トゥト・バイ関係者で今、所在不明になった人は今、警察で尋問を受けている可能性が高いです。
午後2時45分には、EU各国の財ベラルーシ大使が一斉にベラルーシ政府に異議声明を発表しました。反応が早いですね。
アメリカ大使館も厳しい非難声明を発表。基本的人権と自由をベラルーシ政府に求めています。
(こういう場には日本大使は沈黙しています。報道の自由が弾圧されていることに異議を唱えないということは、弾圧を認めるんですね、日本政府は・・・そういう国なんですね、日本は・・・と現地人に思われても仕方がないですね。)
野党リーダー、チハノフスカヤ氏も異例の早さでビデオメッセージを作成、ネット上で公開しました。「報道機関への殺人行為」と厳しく批判しています。
ベラルーシ・ジャーナリスト協会も政府に対して批判声明を発表しました。そのほかの独立系メディアも政府に一斉に反発。今回のニュースを大きく取り上げています。明日は我が身という気持ちもあるでしょう。
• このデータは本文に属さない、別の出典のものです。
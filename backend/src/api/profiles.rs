use argon2::{password_hash::SaltString, Argon2, PasswordHasher};
use axum::{
    extract::{Path, Query, State},
    Json,
};
use rand_core::OsRng;
use sqlx::PgPool;
use uuid::Uuid;

use crate::{
    auth::{AuthUser, Role},
    error::{AppError, Result},
    models::profile::{CreateProfileRequest, ProfileView, UpdateProfileRequest},
};

#[derive(Debug, serde::Deserialize)]
pub struct ProfileListParams {
    pub limit: Option<i64>,
    pub offset: Option<i64>,
    pub include_inactive: Option<bool>,
}

impl ProfileListParams {
    pub fn limit(&self) -> i64 {
        self.limit.unwrap_or(100).clamp(1, 500)
    }
    pub fn offset(&self) -> i64 {
        self.offset.unwrap_or(0).max(0)
    }
}

const PROFILE_VIEW_COLS: &str =
    "id, nome, cognome, email, telefono, role, data_assunzione, attivo";

pub async fn list(
    State(pool): State<PgPool>,
    auth: AuthUser,
    Query(params): Query<ProfileListParams>,
) -> Result<Json<Vec<ProfileView>>> {
    // Everyone sees the roster (needed for the shift calendar); only staff
    // may include deactivated accounts.
    let active_only = !params.include_inactive.unwrap_or(false) || !auth.role.can_manage_users();

    let profiles = sqlx::query_as::<_, ProfileView>(&format!(
        "SELECT {PROFILE_VIEW_COLS}
         FROM profiles
         WHERE ($1 = false OR attivo = true)
         ORDER BY cognome, nome
         LIMIT $2 OFFSET $3"
    ))
    .bind(active_only)
    .bind(params.limit())
    .bind(params.offset())
    .fetch_all(&pool)
    .await?;

    Ok(Json(profiles))
}

pub async fn get_one(
    State(pool): State<PgPool>,
    auth: AuthUser,
    Path(id): Path<Uuid>,
) -> Result<Json<ProfileView>> {
    if !auth.role.can_manage_users() && auth.id != id {
        return Err(AppError::Forbidden);
    }

    let profile = sqlx::query_as::<_, ProfileView>(&format!(
        "SELECT {PROFILE_VIEW_COLS} FROM profiles WHERE id = $1"
    ))
    .bind(id)
    .fetch_optional(&pool)
    .await?
    .ok_or_else(|| AppError::NotFound("Profile not found".into()))?;

    Ok(Json(profile))
}

pub async fn create(
    State(pool): State<PgPool>,
    auth: AuthUser,
    Json(req): Json<CreateProfileRequest>,
) -> Result<Json<ProfileView>> {
    use validator::Validate;
    req.validate()?;

    if !auth.role.can_manage_users() {
        return Err(AppError::Forbidden);
    }
    // Partners may hire employees but not mint admins.
    if req.role.is_admin() && !auth.role.is_admin() {
        return Err(AppError::Forbidden);
    }

    let salt = SaltString::generate(&mut OsRng);
    let hash = Argon2::default()
        .hash_password(req.password.as_bytes(), &salt)
        .map_err(|e| AppError::Internal(anyhow::anyhow!("Password hashing failed: {}", e)))?
        .to_string();

    let profile = sqlx::query_as::<_, ProfileView>(&format!(
        "INSERT INTO profiles (id, nome, cognome, email, telefono, password_hash, role, data_assunzione)
         VALUES ($1, $2, $3, $4, $5, $6, $7, $8)
         RETURNING {PROFILE_VIEW_COLS}"
    ))
    .bind(Uuid::new_v4())
    .bind(&req.nome)
    .bind(&req.cognome)
    .bind(&req.email)
    .bind(&req.telefono)
    .bind(&hash)
    .bind(req.role)
    .bind(req.data_assunzione)
    .fetch_one(&pool)
    .await?;

    Ok(Json(profile))
}

pub async fn update(
    State(pool): State<PgPool>,
    auth: AuthUser,
    Path(id): Path<Uuid>,
    Json(req): Json<UpdateProfileRequest>,
) -> Result<Json<ProfileView>> {
    use validator::Validate;
    req.validate()?;

    // Employees may edit their own contact data; role changes are admin-only.
    let self_edit = auth.id == id;
    if !auth.role.can_manage_users() && !self_edit {
        return Err(AppError::Forbidden);
    }
    if req.role.is_some() && !auth.role.is_admin() {
        return Err(AppError::Forbidden);
    }

    // Prevent self-demotion
    if self_edit {
        if let Some(new_role) = &req.role {
            if !new_role.is_admin() {
                return Err(AppError::BadRequest(
                    "Cannot change your own role. Another admin must do this.".into(),
                ));
            }
        }
    }

    // Prevent demoting the last admin
    if let Some(new_role) = &req.role {
        if !new_role.is_admin() {
            let admin_count = conta_admin_attivi(&pool).await?;
            if admin_count <= 1 {
                let target_is_admin = sqlx::query_scalar::<_, bool>(
                    "SELECT role = 'admin' FROM profiles WHERE id = $1",
                )
                .bind(id)
                .fetch_optional(&pool)
                .await?
                .unwrap_or(false);
                if target_is_admin {
                    return Err(AppError::BadRequest(
                        "Cannot remove the last admin. Promote another user to admin first.".into(),
                    ));
                }
            }
        }
    }

    let password_hash = match &req.password {
        Some(password) => {
            let salt = SaltString::generate(&mut OsRng);
            Some(
                Argon2::default()
                    .hash_password(password.as_bytes(), &salt)
                    .map_err(|e| {
                        AppError::Internal(anyhow::anyhow!("Password hashing failed: {}", e))
                    })?
                    .to_string(),
            )
        }
        None => None,
    };

    // Double-Option nullable fields:
    //   None         => field not sent, keep existing  ($provided = false)
    //   Some(None)   => explicitly null, clear value   ($provided = true, $value = NULL)
    //   Some(Some(v))=> set to v                       ($provided = true, $value = v)
    let telefono_provided = req.telefono.is_some();
    let telefono_val = req.telefono.clone().flatten();
    let assunzione_provided = req.data_assunzione.is_some();
    let assunzione_val = req.data_assunzione.flatten();

    let profile = sqlx::query_as::<_, ProfileView>(&format!(
        "UPDATE profiles
         SET nome            = COALESCE($2, nome),
             cognome         = COALESCE($3, cognome),
             email           = COALESCE($4, email),
             telefono        = CASE WHEN $5 THEN $6 ELSE telefono END,
             role            = COALESCE($7, role),
             data_assunzione = CASE WHEN $8 THEN $9 ELSE data_assunzione END,
             password_hash   = COALESCE($10, password_hash),
             updated_at      = NOW()
         WHERE id = $1
         RETURNING {PROFILE_VIEW_COLS}"
    ))
    .bind(id)
    .bind(&req.nome)
    .bind(&req.cognome)
    .bind(&req.email)
    .bind(telefono_provided)
    .bind(&telefono_val)
    .bind(req.role)
    .bind(assunzione_provided)
    .bind(assunzione_val)
    .bind(&password_hash)
    .fetch_optional(&pool)
    .await?
    .ok_or_else(|| AppError::NotFound("Profile not found".into()))?;

    Ok(Json(profile))
}

pub async fn deactivate(
    State(pool): State<PgPool>,
    auth: AuthUser,
    Path(id): Path<Uuid>,
) -> Result<Json<serde_json::Value>> {
    if !auth.role.is_admin() {
        return Err(AppError::Forbidden);
    }

    // Prevent self-deactivation
    if auth.id == id {
        return Err(AppError::BadRequest(
            "Cannot deactivate your own account. Another admin must do this.".into(),
        ));
    }

    let target_role = sqlx::query_scalar::<_, Role>("SELECT role FROM profiles WHERE id = $1")
        .bind(id)
        .fetch_optional(&pool)
        .await?
        .ok_or_else(|| AppError::NotFound("Profile not found".into()))?;

    if target_role.is_admin() && conta_admin_attivi(&pool).await? <= 1 {
        return Err(AppError::BadRequest(
            "Cannot deactivate the last admin. Promote another user to admin first.".into(),
        ));
    }

    let rows = sqlx::query("UPDATE profiles SET attivo = false, updated_at = NOW() WHERE id = $1")
        .bind(id)
        .execute(&pool)
        .await?
        .rows_affected();

    if rows == 0 {
        return Err(AppError::NotFound("Profile not found".into()));
    }

    Ok(Json(serde_json::json!({ "ok": true })))
}

/// Hard delete. Dependent shifts and expenses go in the same transaction;
/// payroll history blocks the delete, services keep their rows and lose the
/// assignee via ON DELETE SET NULL.
pub async fn delete(
    State(pool): State<PgPool>,
    auth: AuthUser,
    Path(id): Path<Uuid>,
) -> Result<Json<serde_json::Value>> {
    if !auth.role.is_admin() {
        return Err(AppError::Forbidden);
    }
    if auth.id == id {
        return Err(AppError::BadRequest(
            "Cannot delete your own account. Another admin must do this.".into(),
        ));
    }

    let stipendi = sqlx::query_scalar::<_, i64>(
        "SELECT COUNT(*) FROM stipendi WHERE user_id = $1",
    )
    .bind(id)
    .fetch_one(&pool)
    .await?;
    if stipendi > 0 {
        return Err(AppError::Conflict(
            "Profile has payroll history; deactivate it instead".into(),
        ));
    }

    let mut tx = pool.begin().await?;

    sqlx::query("DELETE FROM shifts WHERE user_id = $1")
        .bind(id)
        .execute(&mut *tx)
        .await?;
    sqlx::query("DELETE FROM spese_personali WHERE user_id = $1")
        .bind(id)
        .execute(&mut *tx)
        .await?;
    let rows = sqlx::query("DELETE FROM profiles WHERE id = $1")
        .bind(id)
        .execute(&mut *tx)
        .await?
        .rows_affected();

    if rows == 0 {
        return Err(AppError::NotFound("Profile not found".into()));
    }

    tx.commit().await?;
    Ok(Json(serde_json::json!({ "ok": true })))
}

async fn conta_admin_attivi(pool: &PgPool) -> Result<i64> {
    let count = sqlx::query_scalar::<_, i64>(
        "SELECT COUNT(*) FROM profiles WHERE role = 'admin' AND attivo = true",
    )
    .fetch_one(pool)
    .await?;
    Ok(count)
}
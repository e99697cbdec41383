use serde::{Deserialize, Serialize};
use time::OffsetDateTime;
use uuid::Uuid;
use validator::Validate;

/// External driver hired for single services, outside the payroll.
#[derive(Debug, Clone, Serialize, sqlx::FromRow)]
pub struct ConducenteEsterno {
    pub id: Uuid,
    pub nome: String,
    pub cognome: String,
    pub telefono: Option<String>,
    pub email: Option<String>,
    pub note: Option<String>,
    pub attivo: bool,
    #[serde(with = "time::serde::rfc3339")]
    pub created_at: OffsetDateTime,
}

#[derive(Debug, Deserialize, Validate)]
pub struct CreateConducenteRequest {
    #[validate(length(min = 1, max = 100, message = "nome is required"))]
    pub nome: String,
    #[validate(length(min = 1, max = 100, message = "cognome is required"))]
    pub cognome: String,
    pub telefono: Option<String>,
    #[validate(email)]
    pub email: Option<String>,
    pub note: Option<String>,
}

#[derive(Debug, Deserialize, Validate)]
pub struct UpdateConducenteRequest {
    #[validate(length(min = 1, max = 100))]
    pub nome: Option<String>,
    #[validate(length(min = 1, max = 100))]
    pub cognome: Option<String>,
    #[serde(default, with = "crate::models::serde_util::double_option")]
    pub telefono: Option<Option<String>>,
    #[serde(default, with = "crate::models::serde_util::double_option")]
    pub email: Option<Option<String>>,
    #[serde(default, with = "crate::models::serde_util::double_option")]
    pub note: Option<Option<String>>,
    pub attivo: Option<bool>,
}
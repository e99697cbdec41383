use rust_decimal::{Decimal, RoundingStrategy};
use serde::{Deserialize, Serialize};
use time::OffsetDateTime;
use uuid::Uuid;
use validator::Validate;

use crate::models::shift::TipoTurno;

/// Payslip lifecycle: editable draft, confirmed (amounts frozen), paid
/// (ledger entry written, immutable).
#[derive(Debug, Clone, Copy, Serialize, Deserialize, PartialEq, Eq, sqlx::Type)]
#[sqlx(type_name = "stato_stipendio", rename_all = "snake_case")]
#[serde(rename_all = "snake_case")]
pub enum StatoStipendio {
    Bozza,
    Confermato,
    Pagato,
}

/// One offered transition, with the text the UI shows before asking for
/// confirmation. `warning` marks transitions that discard confirmed data.
#[derive(Debug, Clone, Copy, Serialize)]
pub struct TransizioneStipendio {
    pub stato: StatoStipendio,
    pub etichetta: &'static str,
    pub descrizione: &'static str,
    pub warning: bool,
}

const DA_BOZZA: &[TransizioneStipendio] = &[TransizioneStipendio {
    stato: StatoStipendio::Confermato,
    etichetta: "Conferma",
    descrizione: "Congela gli importi calcolati per il mese.",
    warning: false,
}];

const DA_CONFERMATO: &[TransizioneStipendio] = &[
    TransizioneStipendio {
        stato: StatoStipendio::Pagato,
        etichetta: "Segna come pagato",
        descrizione: "Registra il pagamento e crea il movimento aziendale collegato.",
        warning: false,
    },
    TransizioneStipendio {
        stato: StatoStipendio::Bozza,
        etichetta: "Riporta in bozza",
        descrizione: "Ricalcola gli importi da turni e servizi correnti: le cifre confermate andranno perse.",
        warning: true,
    },
];

impl StatoStipendio {
    pub fn transizioni_disponibili(&self) -> &'static [TransizioneStipendio] {
        match self {
            Self::Bozza => DA_BOZZA,
            Self::Confermato => DA_CONFERMATO,
            Self::Pagato => &[],
        }
    }

    pub fn puo_transire(&self, verso: StatoStipendio) -> bool {
        self.transizioni_disponibili()
            .iter()
            .any(|t| t.stato == verso)
    }

    pub fn etichetta(&self) -> &'static str {
        match self {
            Self::Bozza => "Bozza",
            Self::Confermato => "Confermato",
            Self::Pagato => "Pagato",
        }
    }
}

/// Payroll rates snapshot, read from the settings row.
#[derive(Debug, Clone, Copy)]
pub struct TariffeStipendio {
    pub tariffa_km: Decimal,
    pub compenso_servizio: Decimal,
    pub tariffa_sosta: Decimal,
}

/// Per-service inputs to the derivation: only settled services count.
#[derive(Debug, Clone, sqlx::FromRow)]
pub struct VoceServizio {
    pub km_totali: Decimal,
    pub ore_sosta: Decimal,
}

/// Derived monthly figures. Inputs (days, km, service count, waiting hours)
/// plus the amounts computed from them at the given rates.
#[derive(Debug, Clone, PartialEq, Serialize)]
pub struct TotaliStipendio {
    pub giorni_lavorati: Decimal,
    pub km_totali: Decimal,
    pub numero_servizi: i32,
    pub ore_sosta_totali: Decimal,
    pub compenso_km: Decimal,
    pub compenso_servizi: Decimal,
    pub compenso_sosta: Decimal,
    pub totale: Decimal,
}

fn arrotonda(v: Decimal) -> Decimal {
    v.round_dp_with_strategy(2, RoundingStrategy::MidpointAwayFromZero)
}

/// Recomputes every derived figure from the month's shifts and settled
/// services. A month with no inputs legitimately comes out all zero.
pub fn calcola_totali(
    turni: &[TipoTurno],
    servizi: &[VoceServizio],
    tariffe: &TariffeStipendio,
) -> TotaliStipendio {
    let giorni_lavorati: Decimal = turni.iter().map(|t| t.giorni_equivalenti()).sum();
    let km_totali: Decimal = servizi.iter().map(|v| v.km_totali).sum();
    let ore_sosta_totali: Decimal = servizi.iter().map(|v| v.ore_sosta).sum();
    let numero_servizi = servizi.len() as i32;

    let compenso_km = arrotonda(km_totali * tariffe.tariffa_km);
    let compenso_servizi = arrotonda(Decimal::from(numero_servizi) * tariffe.compenso_servizio);
    let compenso_sosta = arrotonda(ore_sosta_totali * tariffe.tariffa_sosta);
    let totale = compenso_km + compenso_servizi + compenso_sosta;

    TotaliStipendio {
        giorni_lavorati,
        km_totali,
        numero_servizi,
        ore_sosta_totali,
        compenso_km,
        compenso_servizi,
        compenso_sosta,
        totale,
    }
}

/// Payslip as stored.
#[derive(Debug, Clone, Serialize, sqlx::FromRow)]
pub struct Stipendio {
    pub id: Uuid,
    pub user_id: Uuid,
    pub mese: i32,
    pub anno: i32,
    pub stato: StatoStipendio,
    pub giorni_lavorati: Decimal,
    pub km_totali: Decimal,
    pub numero_servizi: i32,
    pub ore_sosta_totali: Decimal,
    pub compenso_km: Decimal,
    pub compenso_servizi: Decimal,
    pub compenso_sosta: Decimal,
    pub totale: Decimal,
    pub movimento_id: Option<Uuid>,
    #[serde(with = "time::serde::rfc3339")]
    pub created_at: OffsetDateTime,
    #[serde(with = "time::serde::rfc3339")]
    pub updated_at: OffsetDateTime,
}

/// List row with the employee's name from the join.
#[derive(Debug, Clone, Serialize, sqlx::FromRow)]
pub struct StipendioRiga {
    pub id: Uuid,
    pub user_id: Uuid,
    pub nome: String,
    pub cognome: String,
    pub mese: i32,
    pub anno: i32,
    pub stato: StatoStipendio,
    pub giorni_lavorati: Decimal,
    pub totale: Decimal,
}

#[derive(Debug, Deserialize, Validate)]
pub struct GeneraStipendioRequest {
    pub user_id: Uuid,
    #[validate(range(min = 1, max = 12, message = "mese must be between 1 and 12"))]
    pub mese: i32,
    #[validate(range(min = 2000, max = 2100, message = "anno out of range"))]
    pub anno: i32,
}

#[derive(Debug, Deserialize)]
pub struct CambioStatoStipendioRequest {
    pub stato: StatoStipendio,
}
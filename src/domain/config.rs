//! Import configuration.
//!
//! The TOML file supplies defaults for retry, downloads, and Discord
//! settings; command-line flags override them. The source mode only comes
//! from the command line.

use std::path::PathBuf;
use std::time::Duration;

use serde::{Deserialize, Serialize};

/// Which part of an export to import.
#[derive(Debug, Clone, PartialEq, Eq)]
pub enum SourceMode {
    /// One day of one channel.
    File { path: PathBuf, dest: String },
    /// All days of one channel; destination defaults to the directory name.
    Dir { path: PathBuf, dest: Option<String> },
    /// A whole export, one subdirectory per channel.
    Tree {
        path: PathBuf,
        channel_file: Option<PathBuf>,
    },
}

/// Retry policy for Discord calls.
#[derive(Debug, Clone, Serialize, Deserialize)]
pub struct RetryConfig {
    /// Retries after the first attempt before a task fails.
    #[serde(default = "default_max_retries")]
    pub max_retries: u32,

    /// Delay before the first retry, in milliseconds.
    #[serde(default = "default_base_delay_ms")]
    pub base_delay_ms: u64,

    /// Growth factor per retry.
    #[serde(default = "default_factor")]
    pub factor: u32,

    /// Upper bound on a single delay, in milliseconds.
    #[serde(default = "default_max_delay_ms")]
    pub max_delay_ms: u64,
}

impl Default for RetryConfig {
    fn default() -> Self {
        Self {
            max_retries: default_max_retries(),
            base_delay_ms: default_base_delay_ms(),
            factor: default_factor(),
            max_delay_ms: default_max_delay_ms(),
        }
    }
}

impl RetryConfig {
    #[must_use]
    pub const fn base_delay(&self) -> Duration {
        Duration::from_millis(self.base_delay_ms)
    }

    #[must_use]
    pub const fn max_delay(&self) -> Duration {
        Duration::from_millis(self.max_delay_ms)
    }
}

const fn default_max_retries() -> u32 {
    5
}

const fn default_base_delay_ms() -> u64 {
    1000
}

const fn default_factor() -> u32 {
    2
}

const fn default_max_delay_ms() -> u64 {
    60_000
}

/// Attachment download settings.
#[derive(Debug, Clone, Default, Serialize, Deserialize)]
pub struct DownloadsConfig {
    /// Directory for downloaded files; a fresh timestamped dir if unset.
    #[serde(default)]
    pub dir: Option<PathBuf>,

    /// Treat "not found" downloads as warnings instead of errors.
    #[serde(default)]
    pub ignore_not_found: bool,
}

/// Discord settings.
#[derive(Debug, Clone, Serialize, Deserialize)]
pub struct DiscordConfig {
    /// Server (guild) name; only needed when the bot is in several.
    #[serde(default)]
    pub server: Option<String>,

    /// Create missing destination channels instead of failing.
    #[serde(default)]
    pub create_channels: bool,

    /// REST API base URL.
    #[serde(default = "default_api_base")]
    pub api_base: String,
}

impl Default for DiscordConfig {
    fn default() -> Self {
        Self {
            server: None,
            create_channels: false,
            api_base: default_api_base(),
        }
    }
}

fn default_api_base() -> String {
    "https://discord.com/api/v10".to_string()
}

/// Settings loaded from the configuration file.
#[derive(Debug, Clone, Serialize, Deserialize, Default)]
pub struct AppConfig {
    #[serde(default)]
    pub retry: RetryConfig,

    #[serde(default)]
    pub downloads: DownloadsConfig,

    #[serde(default)]
    pub discord: DiscordConfig,
}

impl AppConfig {
    /// Get the default config file path.
    #[must_use]
    pub fn default_config_path() -> PathBuf {
        dirs::config_dir()
            .unwrap_or_else(|| PathBuf::from("."))
            .join("slack2discord")
            .join("config.toml")
    }

    /// Downloads directory, falling back to `./downloads/<unix seconds>`.
    #[must_use]
    pub fn downloads_dir(&self) -> PathBuf {
        self.downloads.dir.clone().unwrap_or_else(|| {
            PathBuf::from("downloads").join(chrono::Utc::now().timestamp().to_string())
        })
    }
}

/// Everything the pipeline needs for one run.
#[derive(Debug, Clone)]
pub struct ImportConfig {
    pub source: SourceMode,
    pub users_file: Option<PathBuf>,
    pub downloads_dir: PathBuf,
    pub ignore_not_found: bool,
    pub create_channels: bool,
    pub dry_run: bool,
    /// Continue with the next channel after one fails.
    pub keep_going: bool,
    pub retry: RetryConfig,
}

#[cfg(test)]
mod tests {
    use super::*;

    #[test]
    fn test_empty_config_uses_defaults() {
        let config: AppConfig = toml::from_str("").unwrap();
        assert_eq!(config.retry.max_retries, 5);
        assert_eq!(config.retry.base_delay(), Duration::from_secs(1));
        assert!(!config.downloads.ignore_not_found);
        assert_eq!(config.discord.api_base, "https://discord.com/api/v10");
    }

    #[test]
    fn test_explicit_downloads_dir_wins() {
        let mut config = AppConfig::default();
        config.downloads.dir = Some(PathBuf::from("/tmp/dl"));
        assert_eq!(config.downloads_dir(), PathBuf::from("/tmp/dl"));
    }

    #[test]
    fn test_default_downloads_dir_is_timestamped() {
        let dir = AppConfig::default().downloads_dir();
        assert!(dir.starts_with("downloads"));
        assert_eq!(dir.components().count(), 2);
    }
}
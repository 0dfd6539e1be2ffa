//! Infrastructure layer - external adapters (filesystem, HTTP).
//!
//! This layer handles all I/O operations and external dependencies.

pub mod channel_file;
pub mod config;
pub mod discord_client;
pub mod export_scanner;
pub mod http_downloader;

pub use config::load_config;
pub use discord_client::DiscordClient;
pub use export_scanner::{scan, Scan, ScannedChannel};
pub use http_downloader::{redact, HttpDownloader};
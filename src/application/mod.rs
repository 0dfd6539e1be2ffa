//! Application layer - use cases and orchestration.
//!
//! This layer contains the import pipeline: parsing, author resolution,
//! conversion, attachments, ordering and posting.

pub mod attachments;
pub mod converter;
pub mod formatter;
pub mod linearizer;
pub mod orchestrator;
pub mod parser;
pub mod poster;
pub mod users;

#[cfg(test)]
pub mod fakes;

pub use formatter::format_summary;
pub use orchestrator::{ImportSummary, Importer};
しかしジャーナリストとしては、報道の自由への政府の弾圧というのは見過ごせないと思います。
欧州安全保障協力機構はトゥト・バイをめぐる状況について懸念を発表しました。またベラルーシのメディアの報道の自由は危機的状況だと言及しました。
リトアニア外相は、トゥト・バイに対して、拠点をリトアニア国内に移すことを提案しました。またスタッフについてもリトアニアで難民指定する考えがあると発表しました。あくまで今のところ外務相一人の意見です。
政府は、刑事事件としてトゥト・バイを告訴する、と発表しました。もっとも容疑は脱税です。すでにスタッフなど14人が逮捕され、起訴されるという情報もあります。またこのうち3人はオクレスチナ収容所に現在収容されました。
大統領は捜査に関わった治安部隊などに対して、労を労う言葉を国営テレビニュースで流しました。